Data extracted from a collection>
Content starts

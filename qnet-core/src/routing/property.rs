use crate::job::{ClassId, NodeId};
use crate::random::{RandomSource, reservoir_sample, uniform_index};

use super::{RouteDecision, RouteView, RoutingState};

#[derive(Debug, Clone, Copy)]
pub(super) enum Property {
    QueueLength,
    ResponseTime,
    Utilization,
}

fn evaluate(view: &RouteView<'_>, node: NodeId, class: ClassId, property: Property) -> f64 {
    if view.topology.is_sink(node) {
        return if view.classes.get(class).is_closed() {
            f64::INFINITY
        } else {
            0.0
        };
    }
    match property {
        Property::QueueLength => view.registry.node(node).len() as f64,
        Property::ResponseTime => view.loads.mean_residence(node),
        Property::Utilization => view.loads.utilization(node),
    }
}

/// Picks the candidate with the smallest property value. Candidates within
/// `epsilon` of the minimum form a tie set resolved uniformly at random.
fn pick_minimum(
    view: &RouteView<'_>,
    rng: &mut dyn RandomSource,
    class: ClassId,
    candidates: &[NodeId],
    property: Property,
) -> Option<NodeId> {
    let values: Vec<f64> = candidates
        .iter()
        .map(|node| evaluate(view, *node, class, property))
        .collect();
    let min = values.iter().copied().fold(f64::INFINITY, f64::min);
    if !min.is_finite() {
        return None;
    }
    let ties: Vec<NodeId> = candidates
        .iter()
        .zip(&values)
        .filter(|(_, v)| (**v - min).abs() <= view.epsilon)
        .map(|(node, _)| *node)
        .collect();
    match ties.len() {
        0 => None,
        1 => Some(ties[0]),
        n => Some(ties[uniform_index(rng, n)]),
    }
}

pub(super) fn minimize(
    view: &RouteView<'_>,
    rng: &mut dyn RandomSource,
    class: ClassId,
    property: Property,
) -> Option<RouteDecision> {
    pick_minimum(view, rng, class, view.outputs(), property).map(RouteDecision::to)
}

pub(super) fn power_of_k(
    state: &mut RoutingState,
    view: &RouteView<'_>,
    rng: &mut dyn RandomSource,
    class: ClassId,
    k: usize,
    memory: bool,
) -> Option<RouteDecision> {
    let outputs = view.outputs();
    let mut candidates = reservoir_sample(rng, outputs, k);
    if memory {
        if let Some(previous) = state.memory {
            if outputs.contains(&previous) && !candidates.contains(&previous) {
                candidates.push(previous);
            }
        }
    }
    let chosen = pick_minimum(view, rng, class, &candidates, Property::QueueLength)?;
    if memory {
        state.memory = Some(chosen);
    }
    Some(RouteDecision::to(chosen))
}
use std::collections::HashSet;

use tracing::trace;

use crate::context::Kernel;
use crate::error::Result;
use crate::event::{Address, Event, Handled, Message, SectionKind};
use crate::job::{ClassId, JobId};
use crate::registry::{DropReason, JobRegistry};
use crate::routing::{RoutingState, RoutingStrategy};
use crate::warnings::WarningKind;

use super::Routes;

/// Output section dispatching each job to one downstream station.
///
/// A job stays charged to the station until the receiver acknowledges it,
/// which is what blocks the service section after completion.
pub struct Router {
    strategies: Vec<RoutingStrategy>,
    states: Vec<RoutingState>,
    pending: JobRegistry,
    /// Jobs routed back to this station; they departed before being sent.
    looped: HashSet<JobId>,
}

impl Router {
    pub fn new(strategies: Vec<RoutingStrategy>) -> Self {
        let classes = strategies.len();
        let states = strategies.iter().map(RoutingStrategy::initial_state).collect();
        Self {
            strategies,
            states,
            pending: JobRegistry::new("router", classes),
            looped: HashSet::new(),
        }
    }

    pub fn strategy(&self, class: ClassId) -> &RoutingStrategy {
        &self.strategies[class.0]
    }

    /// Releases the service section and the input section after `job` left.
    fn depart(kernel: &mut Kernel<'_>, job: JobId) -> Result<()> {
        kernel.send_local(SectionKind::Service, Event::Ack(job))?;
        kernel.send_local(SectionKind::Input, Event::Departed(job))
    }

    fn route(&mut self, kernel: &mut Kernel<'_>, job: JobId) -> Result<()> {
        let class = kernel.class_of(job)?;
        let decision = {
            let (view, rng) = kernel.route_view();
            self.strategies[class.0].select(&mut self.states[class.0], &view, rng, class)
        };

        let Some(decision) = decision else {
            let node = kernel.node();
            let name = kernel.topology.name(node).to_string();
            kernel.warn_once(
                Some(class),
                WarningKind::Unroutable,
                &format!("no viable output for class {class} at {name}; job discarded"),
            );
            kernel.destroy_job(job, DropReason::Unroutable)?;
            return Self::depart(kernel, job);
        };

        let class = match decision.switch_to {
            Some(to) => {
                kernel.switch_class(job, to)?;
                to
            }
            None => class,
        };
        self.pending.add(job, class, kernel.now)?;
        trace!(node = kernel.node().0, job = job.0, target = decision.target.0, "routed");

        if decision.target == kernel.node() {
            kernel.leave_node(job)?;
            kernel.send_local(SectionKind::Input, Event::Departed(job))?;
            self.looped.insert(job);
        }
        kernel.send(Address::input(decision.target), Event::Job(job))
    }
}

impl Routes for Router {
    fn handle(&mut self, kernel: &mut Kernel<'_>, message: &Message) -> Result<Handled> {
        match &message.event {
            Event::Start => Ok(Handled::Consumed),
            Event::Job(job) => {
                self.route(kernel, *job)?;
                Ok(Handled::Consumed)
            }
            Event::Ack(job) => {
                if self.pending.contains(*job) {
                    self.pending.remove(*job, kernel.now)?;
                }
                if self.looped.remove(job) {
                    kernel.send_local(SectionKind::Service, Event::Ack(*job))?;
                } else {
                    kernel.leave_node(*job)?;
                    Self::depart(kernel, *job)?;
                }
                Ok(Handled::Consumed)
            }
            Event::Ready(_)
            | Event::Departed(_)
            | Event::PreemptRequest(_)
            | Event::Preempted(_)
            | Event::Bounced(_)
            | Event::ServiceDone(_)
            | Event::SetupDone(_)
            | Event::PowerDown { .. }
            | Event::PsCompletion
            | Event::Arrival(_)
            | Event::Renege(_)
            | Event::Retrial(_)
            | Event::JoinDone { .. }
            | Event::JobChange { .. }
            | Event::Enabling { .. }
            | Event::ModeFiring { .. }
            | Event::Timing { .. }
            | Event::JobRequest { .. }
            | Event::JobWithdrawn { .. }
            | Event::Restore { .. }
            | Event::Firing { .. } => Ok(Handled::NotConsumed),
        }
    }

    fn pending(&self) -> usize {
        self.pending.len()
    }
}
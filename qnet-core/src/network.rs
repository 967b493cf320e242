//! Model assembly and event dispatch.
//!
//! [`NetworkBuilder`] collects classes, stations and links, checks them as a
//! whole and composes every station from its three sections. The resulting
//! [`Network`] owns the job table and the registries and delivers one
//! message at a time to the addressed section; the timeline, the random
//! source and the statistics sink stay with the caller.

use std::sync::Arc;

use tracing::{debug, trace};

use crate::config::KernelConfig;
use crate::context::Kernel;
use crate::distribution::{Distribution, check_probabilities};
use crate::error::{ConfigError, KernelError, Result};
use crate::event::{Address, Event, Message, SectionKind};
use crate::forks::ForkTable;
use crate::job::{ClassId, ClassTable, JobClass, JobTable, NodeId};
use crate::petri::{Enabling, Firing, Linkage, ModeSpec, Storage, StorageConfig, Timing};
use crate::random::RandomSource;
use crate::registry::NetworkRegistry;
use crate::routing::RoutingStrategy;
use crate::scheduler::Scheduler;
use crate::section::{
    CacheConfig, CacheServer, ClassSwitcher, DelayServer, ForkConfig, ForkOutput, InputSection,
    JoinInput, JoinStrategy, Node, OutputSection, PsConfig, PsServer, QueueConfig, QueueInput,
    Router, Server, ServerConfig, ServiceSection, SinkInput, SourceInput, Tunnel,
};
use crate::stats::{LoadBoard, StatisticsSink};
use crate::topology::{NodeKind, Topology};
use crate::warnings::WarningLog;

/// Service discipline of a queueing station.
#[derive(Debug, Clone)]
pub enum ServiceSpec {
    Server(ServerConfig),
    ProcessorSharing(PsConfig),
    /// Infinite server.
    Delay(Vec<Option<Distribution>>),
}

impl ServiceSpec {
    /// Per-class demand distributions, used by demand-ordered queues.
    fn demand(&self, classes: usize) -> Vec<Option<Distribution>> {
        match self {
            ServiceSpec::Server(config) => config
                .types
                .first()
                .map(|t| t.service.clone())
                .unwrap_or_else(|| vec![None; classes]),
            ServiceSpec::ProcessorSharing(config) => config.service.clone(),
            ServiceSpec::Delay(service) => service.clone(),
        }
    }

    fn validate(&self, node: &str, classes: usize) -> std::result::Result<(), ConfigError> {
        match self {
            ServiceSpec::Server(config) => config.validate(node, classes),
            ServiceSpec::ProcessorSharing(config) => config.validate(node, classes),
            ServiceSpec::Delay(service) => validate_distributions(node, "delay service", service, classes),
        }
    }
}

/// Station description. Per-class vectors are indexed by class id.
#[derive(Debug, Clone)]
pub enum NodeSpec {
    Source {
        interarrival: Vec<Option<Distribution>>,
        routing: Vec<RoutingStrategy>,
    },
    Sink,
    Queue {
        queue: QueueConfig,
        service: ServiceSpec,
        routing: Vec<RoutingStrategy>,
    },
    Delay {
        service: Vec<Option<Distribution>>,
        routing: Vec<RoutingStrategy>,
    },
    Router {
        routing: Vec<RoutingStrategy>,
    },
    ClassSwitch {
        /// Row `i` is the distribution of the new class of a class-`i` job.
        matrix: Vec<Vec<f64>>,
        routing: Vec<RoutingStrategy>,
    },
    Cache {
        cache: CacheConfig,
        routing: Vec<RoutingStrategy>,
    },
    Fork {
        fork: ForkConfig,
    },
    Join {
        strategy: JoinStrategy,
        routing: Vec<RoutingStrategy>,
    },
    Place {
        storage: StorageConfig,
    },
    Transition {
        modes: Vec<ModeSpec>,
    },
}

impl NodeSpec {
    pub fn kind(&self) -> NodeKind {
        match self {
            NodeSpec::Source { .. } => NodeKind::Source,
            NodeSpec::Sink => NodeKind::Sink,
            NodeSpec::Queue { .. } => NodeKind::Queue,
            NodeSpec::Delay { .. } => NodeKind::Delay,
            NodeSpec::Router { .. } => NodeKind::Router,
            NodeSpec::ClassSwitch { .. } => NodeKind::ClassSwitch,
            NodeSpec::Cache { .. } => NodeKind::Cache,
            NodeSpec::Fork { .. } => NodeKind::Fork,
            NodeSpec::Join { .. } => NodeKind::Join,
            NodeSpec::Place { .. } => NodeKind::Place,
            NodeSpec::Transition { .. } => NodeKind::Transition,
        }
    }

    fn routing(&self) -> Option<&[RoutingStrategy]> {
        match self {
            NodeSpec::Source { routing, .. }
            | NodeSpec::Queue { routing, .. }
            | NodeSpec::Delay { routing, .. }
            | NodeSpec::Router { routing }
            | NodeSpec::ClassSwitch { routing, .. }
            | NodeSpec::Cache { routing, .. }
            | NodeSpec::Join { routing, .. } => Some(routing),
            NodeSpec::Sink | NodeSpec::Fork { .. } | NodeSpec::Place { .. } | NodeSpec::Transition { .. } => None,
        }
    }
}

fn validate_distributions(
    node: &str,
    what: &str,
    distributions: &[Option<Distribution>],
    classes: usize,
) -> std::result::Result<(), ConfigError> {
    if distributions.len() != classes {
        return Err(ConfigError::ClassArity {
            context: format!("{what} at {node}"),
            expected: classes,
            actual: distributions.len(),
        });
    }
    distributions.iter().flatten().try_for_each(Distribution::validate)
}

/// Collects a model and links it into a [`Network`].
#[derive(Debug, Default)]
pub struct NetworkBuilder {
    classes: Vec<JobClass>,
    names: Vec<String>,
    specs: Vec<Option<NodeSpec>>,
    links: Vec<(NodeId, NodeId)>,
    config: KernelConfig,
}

Content ends

Problem details>
Track down all lines above with the string "contains" and copy them.

Response>
            if outputs.contains(&previous) && !candidates.contains(&previous) {
                if self.pending.contains(*job) {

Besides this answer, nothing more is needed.